E se te queixas, essas mesmas pessoas dizem-te que deves estar agradecido por te darem trabalho, sem importar que seja um trabalho de "lixo", esquecendo-se de que não te estão a oferecer nada de graça, que o teu trabalho tem um custo e que, tal como eles, fazes parte da imensa classe trabalhadora que move o mundo todos os dias, desde muito cedo até altas horas da noite; que os que devem estar agradecidos são aqueles que te exploram, porque fazes as tarefas complexas e contribuis para um sistema de saúde e pensões que, no final, nunca te acolherá por seres estrangeiro e que, ainda assim, beneficiará outras pessoas locais. Este é o teu primeiro encontro com uma classe trabalhadora sem consciência de classe.
E porquê uma classe sem consciência? Porque sabem que são explorados, sabem que as condições de trabalho são indignas, mas preferem calar, lamber as botas de quem os subjugam por medo de ficarem sem trabalho, preferem lutar contra o companheiro e abraçar ideais chauvinistas, porque é mais fácil lançar responsabilidades ao diferente do que enfrentar o grau de responsabilidade que a própria classe tem perante a exploração.
Sujeitos do consumo
Chegados a este ponto, torna-se necessário indicar, correndo o risco de errar, que a sociedade portuguesa urbana é uma sociedade de alto consumo (existem outros países da Europa com economias melhores, mas prefiro referir-me à portuguesa). O capitalismo parece cada vez mais enraizado na consciência de todas as gerações, obrigando estas pessoas a participar em dinâmicas de consumo e a conseguir, de qualquer forma, meios para participar nelas; ao ponto de aceitar trabalhos de "lixo", ser explorado, ser humilhado, só para poder dizer: "eu sou um sujeito de rendimento capaz de comprar o último telefone da moda". Quando me refiro à sociedade portuguesa, incluo também o migrante.
Será que há um problema de identidade? Que a única forma de me sentir parte de algo é conseguindo algo? Será que o sistema capitalista fez-nos acreditar que vale a pena destruirmos as costas durante um mês inteiro só para que finalmente nos vejam a consumir um prato de comida caro, um copo de vinho no NorteShopping ou num restaurante do centro histórico da cidade? Ainda não sei, mas é importante refletir sobre isso.
O que se pode resgatar
Nem tudo é mau na experiência migratória. O acima descrito deve-se a uma perceção geral do vivido, do interagido com muitas pessoas, mas não significa que não existam eventos singulares que mereçam ser destacados, como, por exemplo:
- A possibilidade de coincidir com pessoas que convergem com os teus esquemas mentais, políticos e culturais.
- A possibilidade de aprender outro idioma.
- De conhecer outras realidades do mundo.

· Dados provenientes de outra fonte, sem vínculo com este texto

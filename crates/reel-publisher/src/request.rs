//! Upload request accepted by the publish path.

use std::fmt;
use std::path::Path;

use validator::Validate;

use reel_models::UserId;

/// Longest title the metadata row can hold, in characters.
pub const MAX_TITLE_CHARS: usize = 128;

/// Longest description the metadata row can hold, in characters.
pub const MAX_DESCRIPTION_CHARS: usize = 255;

/// A video upload forwarded by the HTTP layer.
#[derive(Clone, Validate)]
pub struct UploadRequest {
    /// Authenticated uploader
    #[validate(range(min = 1, message = "User id must be positive"))]
    pub user_id: UserId,

    /// Original filename of the upload
    #[validate(length(
        min = 1,
        max = 255,
        message = "Filename must be between 1 and 255 characters"
    ))]
    pub file_name: String,

    /// Raw asset bytes
    #[validate(length(min = 1, message = "Upload is empty"))]
    pub bytes: Vec<u8>,

    /// MIME type declared by the client
    pub content_type: Option<String>,

    #[validate(length(max = 128, message = "Title must be at most 128 characters"))]
    pub title: Option<String>,

    #[validate(length(max = 255, message = "Description must be at most 255 characters"))]
    pub description: Option<String>,

    #[validate(nested)]
    pub cover: Option<CoverUpload>,
}

/// Optional cover image sent with the upload.
#[derive(Clone, Validate)]
pub struct CoverUpload {
    #[validate(length(min = 1, message = "Cover is empty"))]
    pub bytes: Vec<u8>,
}

impl UploadRequest {
    pub fn new(user_id: UserId, file_name: impl Into<String>, bytes: Vec<u8>) -> Self {
        Self {
            user_id,
            file_name: file_name.into(),
            bytes,
            content_type: None,
            title: None,
            description: None,
            cover: None,
        }
    }

    pub fn with_title(mut self, title: impl Into<String>) -> Self {
        self.title = Some(title.into());
        self
    }

    pub fn with_description(mut self, description: impl Into<String>) -> Self {
        self.description = Some(description.into());
        self
    }

    pub fn with_content_type(mut self, content_type: impl Into<String>) -> Self {
        self.content_type = Some(content_type.into());
        self
    }

    pub fn with_cover(mut self, bytes: Vec<u8>) -> Self {
        self.cover = Some(CoverUpload { bytes });
        self
    }

    /// Lowercased extension of the uploaded filename, without the dot.
    pub fn extension(&self) -> String {
        Path::new(&self.file_name)
            .extension()
            .and_then(|e| e.to_str())
            .map(|e| e.to_ascii_lowercase())
            .unwrap_or_default()
    }

    /// Title to store: the caller's, or the filename when none was given.
    pub fn effective_title(&self) -> String {
        match self.title.as_deref().map(str::trim) {
            Some(title) if !title.is_empty() => title.to_string(),
            _ => self.file_name.chars().take(MAX_TITLE_CHARS).collect(),
        }
    }

    /// Declared content type, else guessed from the filename.
    pub fn effective_content_type(&self) -> String {
        self.content_type
            .as_deref()
            .map(str::trim)
            .filter(|ct| !ct.is_empty())
            .map(str::to_string)
            .unwrap_or_else(|| {
                mime_guess::from_path(&self.file_name)
                    .first_or_octet_stream()
                    .essence_str()
                    .to_string()
            })
    }
}

impl fmt::Debug for UploadRequest {
    fn fmt(&self, f: &mut fmt::Formatter<'_>) -> fmt::Result {
        f.debug_struct("UploadRequest")
            .field("user_id", &self.user_id)
            .field("file_name", &self.file_name)
            .field("bytes", &self.bytes.len())
            .field("content_type", &self.content_type)
            .field("title", &self.title)
            .field("description", &self.description)
            .field("cover_bytes", &self.cover.as_ref().map(|c| c.bytes.len()))
            .finish()
    }
}

impl fmt::Debug for CoverUpload {
    fn fmt(&self, f: &mut fmt::Formatter<'_>) -> fmt::Result {
        f.debug_struct("CoverUpload")
            .field("bytes", &self.bytes.len())
            .finish()
    }
}

#[cfg(test)]
mod tests {
    use super::*;

    #[test]
    fn test_title_falls_back_to_filename() {
        let req = UploadRequest::new(1, "holiday.MP4", vec![1]);
        assert_eq!(req.effective_title(), "holiday.MP4");

        let req = req.with_title("   ");
        assert_eq!(req.effective_title(), "holiday.MP4");

        let req = UploadRequest::new(1, "a.mp4", vec![1]).with_title("Beach");
        assert_eq!(req.effective_title(), "Beach");
    }

    #[test]
    fn test_long_filename_title_is_truncated() {
        let name = format!("{}.mp4", "x".repeat(300));
        let req = UploadRequest::new(1, name, vec![1]);
        assert_eq!(req.effective_title().chars().count(), MAX_TITLE_CHARS);
    }

    #[test]
    fn test_extension_and_content_type() {
        let req = UploadRequest::new(1, "clip.MP4", vec![1]);
        assert_eq!(req.extension(), "mp4");
        assert_eq!(req.effective_content_type(), "video/mp4");

        let req = UploadRequest::new(1, "noext", vec![1]);
        assert_eq!(req.extension(), "");
        assert_eq!(req.effective_content_type(), "application/octet-stream");

        let req = UploadRequest::new(1, "clip.mp4", vec![1]).with_content_type("video/quicktime");
        assert_eq!(req.effective_content_type(), "video/quicktime");
    }

    #[test]
    fn test_validation() {
        assert!(UploadRequest::new(1, "a.mp4", vec![1]).validate().is_ok());
        assert!(UploadRequest::new(0, "a.mp4", vec![1]).validate().is_err());
        assert!(UploadRequest::new(1, "", vec![1]).validate().is_err());
        assert!(UploadRequest::new(1, "a.mp4", vec![]).validate().is_err());
        assert!(UploadRequest::new(1, "a.mp4", vec![1])
            .with_title("t".repeat(129))
            .validate()
            .is_err());
        assert!(UploadRequest::new(1, "a.mp4", vec![1])
            .with_description("d".repeat(256))
            .validate()
            .is_err());
        assert!(UploadRequest::new(1, "a.mp4", vec![1])
            .with_cover(vec![])
            .validate()
            .is_err());
    }
}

- A possibilidade de forjar novas conexões capazes de trabalhar desde qualquer latitude.
É importante esclarecer que o indicado refere-se à minha experiência, nas minhas condições económicas. Existem pessoas a quem correu melhor, que viveram situações muito agradáveis (o dinheiro sempre é aceite em qualquer parte do mundo), mas também há pessoas que passaram por situações mais complexas, que tiveram de dormir nas estações de metro (Campanhã), porque não conseguiram dinheiro para pagar um quarto; pessoas que tiveram de "caçar" carros que distribuem comida ou viver outras circunstâncias ainda mais difíceis, porque migraram para outras partes do mundo acreditando que tudo seria melhor, que seriam aceites adequadamente, mas depararam-se com uma realidade muito complicada, que coloca em constante confronto toda a classe trabalhadora, seja ela nativa ou estrangeira.